* THE PROBLEM:
Reproduce each line from the records that holds "SharedLogger".

* Data records:

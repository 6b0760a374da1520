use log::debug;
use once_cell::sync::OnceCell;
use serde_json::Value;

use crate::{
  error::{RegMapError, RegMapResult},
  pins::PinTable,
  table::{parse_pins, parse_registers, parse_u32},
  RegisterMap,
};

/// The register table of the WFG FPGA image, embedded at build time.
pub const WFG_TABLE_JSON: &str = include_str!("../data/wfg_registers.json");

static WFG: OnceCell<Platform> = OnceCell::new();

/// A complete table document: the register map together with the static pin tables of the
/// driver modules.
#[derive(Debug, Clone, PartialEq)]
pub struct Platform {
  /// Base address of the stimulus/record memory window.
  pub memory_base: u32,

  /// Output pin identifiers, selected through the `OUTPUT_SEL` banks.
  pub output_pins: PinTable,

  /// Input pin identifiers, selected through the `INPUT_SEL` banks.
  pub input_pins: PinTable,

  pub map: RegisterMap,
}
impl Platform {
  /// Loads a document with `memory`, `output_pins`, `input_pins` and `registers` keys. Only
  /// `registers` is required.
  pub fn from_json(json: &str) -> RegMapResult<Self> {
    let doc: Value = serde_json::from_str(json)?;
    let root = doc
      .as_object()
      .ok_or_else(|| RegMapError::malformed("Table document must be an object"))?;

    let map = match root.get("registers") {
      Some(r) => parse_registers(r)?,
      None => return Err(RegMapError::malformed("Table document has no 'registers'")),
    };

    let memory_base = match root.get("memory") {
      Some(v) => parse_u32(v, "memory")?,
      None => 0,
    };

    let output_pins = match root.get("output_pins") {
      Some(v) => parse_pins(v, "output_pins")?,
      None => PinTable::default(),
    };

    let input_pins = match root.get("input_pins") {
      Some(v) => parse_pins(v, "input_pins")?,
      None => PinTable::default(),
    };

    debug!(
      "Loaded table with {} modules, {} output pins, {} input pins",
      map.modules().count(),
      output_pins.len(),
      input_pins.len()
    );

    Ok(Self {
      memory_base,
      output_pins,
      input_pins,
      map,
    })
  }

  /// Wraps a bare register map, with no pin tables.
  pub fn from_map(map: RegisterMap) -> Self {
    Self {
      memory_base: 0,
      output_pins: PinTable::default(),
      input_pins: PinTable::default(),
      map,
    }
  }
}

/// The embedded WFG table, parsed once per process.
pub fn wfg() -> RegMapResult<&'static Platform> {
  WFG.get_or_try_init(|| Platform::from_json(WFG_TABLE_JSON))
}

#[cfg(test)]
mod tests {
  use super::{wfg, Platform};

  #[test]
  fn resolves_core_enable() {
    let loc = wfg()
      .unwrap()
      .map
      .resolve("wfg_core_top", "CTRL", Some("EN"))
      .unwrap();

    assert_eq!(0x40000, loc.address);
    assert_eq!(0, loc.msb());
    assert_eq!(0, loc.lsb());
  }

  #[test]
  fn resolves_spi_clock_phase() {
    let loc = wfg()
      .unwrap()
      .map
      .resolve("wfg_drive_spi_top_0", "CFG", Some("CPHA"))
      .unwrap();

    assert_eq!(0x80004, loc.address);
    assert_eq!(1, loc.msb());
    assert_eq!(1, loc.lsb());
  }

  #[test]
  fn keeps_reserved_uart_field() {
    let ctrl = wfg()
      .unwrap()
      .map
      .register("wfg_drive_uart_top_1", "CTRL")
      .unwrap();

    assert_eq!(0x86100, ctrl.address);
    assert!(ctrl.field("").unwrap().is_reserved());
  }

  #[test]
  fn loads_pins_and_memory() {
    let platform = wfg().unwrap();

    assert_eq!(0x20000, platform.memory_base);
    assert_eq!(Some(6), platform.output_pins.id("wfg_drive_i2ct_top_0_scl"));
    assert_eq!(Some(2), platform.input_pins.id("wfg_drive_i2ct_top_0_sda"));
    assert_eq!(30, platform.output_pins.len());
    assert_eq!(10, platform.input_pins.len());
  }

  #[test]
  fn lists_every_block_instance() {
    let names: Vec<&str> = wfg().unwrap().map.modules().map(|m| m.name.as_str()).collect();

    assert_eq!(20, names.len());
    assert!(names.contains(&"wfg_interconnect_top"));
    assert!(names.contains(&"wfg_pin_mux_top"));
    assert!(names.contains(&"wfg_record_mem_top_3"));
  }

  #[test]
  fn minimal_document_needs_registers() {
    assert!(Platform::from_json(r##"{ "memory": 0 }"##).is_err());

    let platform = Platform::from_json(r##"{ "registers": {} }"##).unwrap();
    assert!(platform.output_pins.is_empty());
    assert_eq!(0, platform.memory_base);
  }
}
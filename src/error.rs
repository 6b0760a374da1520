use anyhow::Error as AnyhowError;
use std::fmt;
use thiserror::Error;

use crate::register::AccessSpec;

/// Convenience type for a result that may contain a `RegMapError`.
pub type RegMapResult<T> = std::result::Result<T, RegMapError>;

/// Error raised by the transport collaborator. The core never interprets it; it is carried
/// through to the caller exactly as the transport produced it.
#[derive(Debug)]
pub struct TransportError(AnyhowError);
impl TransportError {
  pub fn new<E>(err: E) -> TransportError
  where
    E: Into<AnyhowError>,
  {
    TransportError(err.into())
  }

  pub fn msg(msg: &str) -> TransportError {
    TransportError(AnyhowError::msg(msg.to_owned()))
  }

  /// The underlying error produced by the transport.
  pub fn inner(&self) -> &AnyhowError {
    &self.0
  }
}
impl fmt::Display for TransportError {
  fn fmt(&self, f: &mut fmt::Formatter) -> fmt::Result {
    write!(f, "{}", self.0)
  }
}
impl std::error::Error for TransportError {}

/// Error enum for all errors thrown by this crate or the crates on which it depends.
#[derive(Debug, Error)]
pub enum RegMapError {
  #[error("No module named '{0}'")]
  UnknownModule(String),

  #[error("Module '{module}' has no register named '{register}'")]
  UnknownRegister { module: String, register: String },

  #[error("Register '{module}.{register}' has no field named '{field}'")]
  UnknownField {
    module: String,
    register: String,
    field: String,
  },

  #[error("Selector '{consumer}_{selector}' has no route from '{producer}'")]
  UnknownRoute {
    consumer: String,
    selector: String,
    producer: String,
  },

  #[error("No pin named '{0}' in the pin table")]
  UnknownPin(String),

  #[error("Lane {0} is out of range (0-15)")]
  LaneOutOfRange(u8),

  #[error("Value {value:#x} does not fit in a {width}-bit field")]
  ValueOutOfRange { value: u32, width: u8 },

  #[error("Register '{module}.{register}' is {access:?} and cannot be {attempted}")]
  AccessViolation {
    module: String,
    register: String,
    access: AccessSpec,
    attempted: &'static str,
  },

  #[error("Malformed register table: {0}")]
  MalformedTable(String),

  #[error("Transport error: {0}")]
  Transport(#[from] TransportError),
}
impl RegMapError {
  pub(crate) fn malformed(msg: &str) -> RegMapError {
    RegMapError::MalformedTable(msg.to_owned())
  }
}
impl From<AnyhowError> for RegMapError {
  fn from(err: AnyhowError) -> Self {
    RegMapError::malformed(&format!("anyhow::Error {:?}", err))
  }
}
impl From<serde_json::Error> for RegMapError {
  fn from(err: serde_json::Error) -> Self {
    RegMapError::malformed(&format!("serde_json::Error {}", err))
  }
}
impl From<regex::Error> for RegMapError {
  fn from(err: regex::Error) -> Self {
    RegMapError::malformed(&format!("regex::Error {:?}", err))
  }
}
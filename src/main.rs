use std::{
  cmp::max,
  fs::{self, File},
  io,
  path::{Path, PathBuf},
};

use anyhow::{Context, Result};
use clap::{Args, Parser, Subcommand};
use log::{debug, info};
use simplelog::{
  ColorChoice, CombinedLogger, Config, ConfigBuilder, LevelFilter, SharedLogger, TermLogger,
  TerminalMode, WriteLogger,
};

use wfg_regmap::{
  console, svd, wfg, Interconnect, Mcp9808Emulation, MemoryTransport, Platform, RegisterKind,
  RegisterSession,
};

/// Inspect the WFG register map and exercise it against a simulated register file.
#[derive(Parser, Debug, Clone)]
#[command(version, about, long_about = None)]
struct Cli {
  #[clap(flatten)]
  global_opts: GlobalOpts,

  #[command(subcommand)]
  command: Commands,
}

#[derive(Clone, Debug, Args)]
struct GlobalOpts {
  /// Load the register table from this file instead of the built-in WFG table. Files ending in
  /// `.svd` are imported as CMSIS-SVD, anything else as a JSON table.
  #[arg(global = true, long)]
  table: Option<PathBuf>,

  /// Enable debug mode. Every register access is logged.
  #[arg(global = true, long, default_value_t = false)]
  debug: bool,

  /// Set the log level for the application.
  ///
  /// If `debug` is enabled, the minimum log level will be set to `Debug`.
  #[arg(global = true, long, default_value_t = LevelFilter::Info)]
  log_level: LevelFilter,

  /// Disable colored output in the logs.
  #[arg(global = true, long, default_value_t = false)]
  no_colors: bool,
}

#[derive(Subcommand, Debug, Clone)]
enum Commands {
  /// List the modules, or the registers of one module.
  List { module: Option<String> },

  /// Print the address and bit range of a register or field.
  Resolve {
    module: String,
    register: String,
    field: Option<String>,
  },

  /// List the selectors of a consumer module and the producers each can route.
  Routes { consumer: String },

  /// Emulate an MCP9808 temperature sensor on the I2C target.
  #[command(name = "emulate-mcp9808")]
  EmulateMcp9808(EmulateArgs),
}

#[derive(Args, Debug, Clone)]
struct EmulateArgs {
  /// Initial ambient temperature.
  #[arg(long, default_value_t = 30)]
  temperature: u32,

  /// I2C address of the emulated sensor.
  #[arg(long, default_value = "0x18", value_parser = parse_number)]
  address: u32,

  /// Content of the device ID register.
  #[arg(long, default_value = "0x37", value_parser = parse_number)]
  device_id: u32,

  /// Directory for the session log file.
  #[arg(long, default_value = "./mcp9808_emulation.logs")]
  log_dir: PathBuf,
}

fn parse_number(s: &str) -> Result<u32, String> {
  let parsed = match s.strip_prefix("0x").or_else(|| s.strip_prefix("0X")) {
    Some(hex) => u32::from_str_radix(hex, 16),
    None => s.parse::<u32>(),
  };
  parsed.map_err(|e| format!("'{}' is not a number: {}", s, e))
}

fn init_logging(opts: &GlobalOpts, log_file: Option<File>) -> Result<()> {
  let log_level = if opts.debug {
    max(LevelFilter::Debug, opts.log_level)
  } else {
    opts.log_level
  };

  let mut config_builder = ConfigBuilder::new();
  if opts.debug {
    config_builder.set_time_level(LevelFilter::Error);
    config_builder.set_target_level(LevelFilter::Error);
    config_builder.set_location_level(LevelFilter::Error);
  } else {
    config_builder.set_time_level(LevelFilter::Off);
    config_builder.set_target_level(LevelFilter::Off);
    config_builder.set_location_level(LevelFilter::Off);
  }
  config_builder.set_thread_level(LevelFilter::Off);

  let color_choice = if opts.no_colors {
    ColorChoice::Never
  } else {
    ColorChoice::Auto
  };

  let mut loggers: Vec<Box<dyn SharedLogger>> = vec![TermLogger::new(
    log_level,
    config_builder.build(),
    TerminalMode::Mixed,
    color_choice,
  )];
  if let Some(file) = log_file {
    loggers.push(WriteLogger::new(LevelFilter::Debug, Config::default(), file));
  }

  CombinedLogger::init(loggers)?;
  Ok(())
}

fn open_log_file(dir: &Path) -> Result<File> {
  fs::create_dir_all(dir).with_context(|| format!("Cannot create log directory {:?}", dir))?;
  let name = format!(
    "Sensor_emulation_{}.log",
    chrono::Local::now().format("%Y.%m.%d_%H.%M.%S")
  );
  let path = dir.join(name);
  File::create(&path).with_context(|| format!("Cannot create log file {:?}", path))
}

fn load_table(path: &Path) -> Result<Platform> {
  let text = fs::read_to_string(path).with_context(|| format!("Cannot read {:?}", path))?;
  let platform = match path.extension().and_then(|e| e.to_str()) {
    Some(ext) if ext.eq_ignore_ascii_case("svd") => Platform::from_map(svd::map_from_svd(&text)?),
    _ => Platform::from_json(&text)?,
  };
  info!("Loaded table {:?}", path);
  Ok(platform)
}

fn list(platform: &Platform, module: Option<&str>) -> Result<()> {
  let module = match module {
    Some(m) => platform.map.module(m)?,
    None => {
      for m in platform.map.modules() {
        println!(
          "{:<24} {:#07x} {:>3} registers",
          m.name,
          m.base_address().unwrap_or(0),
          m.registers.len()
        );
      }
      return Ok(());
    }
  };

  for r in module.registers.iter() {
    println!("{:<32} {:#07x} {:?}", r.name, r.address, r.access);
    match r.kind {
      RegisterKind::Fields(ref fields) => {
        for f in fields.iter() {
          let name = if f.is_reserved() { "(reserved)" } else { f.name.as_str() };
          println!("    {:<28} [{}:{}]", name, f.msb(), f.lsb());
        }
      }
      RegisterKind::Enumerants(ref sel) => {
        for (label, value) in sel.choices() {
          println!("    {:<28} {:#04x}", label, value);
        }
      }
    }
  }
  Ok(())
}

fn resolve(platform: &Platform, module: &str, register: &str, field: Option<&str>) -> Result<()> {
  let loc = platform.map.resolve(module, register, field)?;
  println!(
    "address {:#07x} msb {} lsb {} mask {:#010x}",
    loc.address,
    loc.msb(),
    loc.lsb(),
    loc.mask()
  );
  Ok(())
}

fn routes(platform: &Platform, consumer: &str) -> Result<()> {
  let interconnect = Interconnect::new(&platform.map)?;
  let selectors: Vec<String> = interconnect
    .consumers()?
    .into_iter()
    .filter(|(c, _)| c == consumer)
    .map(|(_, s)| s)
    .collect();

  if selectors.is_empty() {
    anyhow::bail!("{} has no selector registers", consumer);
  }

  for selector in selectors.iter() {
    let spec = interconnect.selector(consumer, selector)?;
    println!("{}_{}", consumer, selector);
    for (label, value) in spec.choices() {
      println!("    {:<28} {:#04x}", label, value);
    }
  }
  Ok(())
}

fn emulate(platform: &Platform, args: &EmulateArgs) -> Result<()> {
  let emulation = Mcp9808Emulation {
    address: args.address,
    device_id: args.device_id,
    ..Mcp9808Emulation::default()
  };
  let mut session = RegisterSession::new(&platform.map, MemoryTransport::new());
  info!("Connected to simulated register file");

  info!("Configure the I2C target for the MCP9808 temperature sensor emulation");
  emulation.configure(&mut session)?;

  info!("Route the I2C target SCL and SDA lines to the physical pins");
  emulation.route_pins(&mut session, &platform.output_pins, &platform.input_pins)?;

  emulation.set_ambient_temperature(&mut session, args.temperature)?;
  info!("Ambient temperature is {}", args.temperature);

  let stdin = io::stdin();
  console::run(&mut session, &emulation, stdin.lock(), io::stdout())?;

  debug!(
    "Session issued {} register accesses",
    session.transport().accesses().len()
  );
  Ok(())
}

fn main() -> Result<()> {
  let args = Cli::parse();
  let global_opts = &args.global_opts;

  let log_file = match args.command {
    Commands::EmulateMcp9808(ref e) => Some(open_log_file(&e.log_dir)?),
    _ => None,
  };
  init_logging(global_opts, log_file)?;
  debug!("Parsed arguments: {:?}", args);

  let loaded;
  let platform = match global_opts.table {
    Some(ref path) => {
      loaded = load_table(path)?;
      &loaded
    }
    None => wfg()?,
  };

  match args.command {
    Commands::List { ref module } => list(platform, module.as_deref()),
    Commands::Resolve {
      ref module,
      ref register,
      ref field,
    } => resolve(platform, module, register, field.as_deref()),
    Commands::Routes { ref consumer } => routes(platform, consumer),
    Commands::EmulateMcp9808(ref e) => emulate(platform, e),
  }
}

* RESPONSE AREA:
  ColorChoice, CombinedLogger, Config, ConfigBuilder, LevelFilter, SharedLogger, TermLogger,
  let mut loggers: Vec<Box<dyn SharedLogger>> = vec![TermLogger::new(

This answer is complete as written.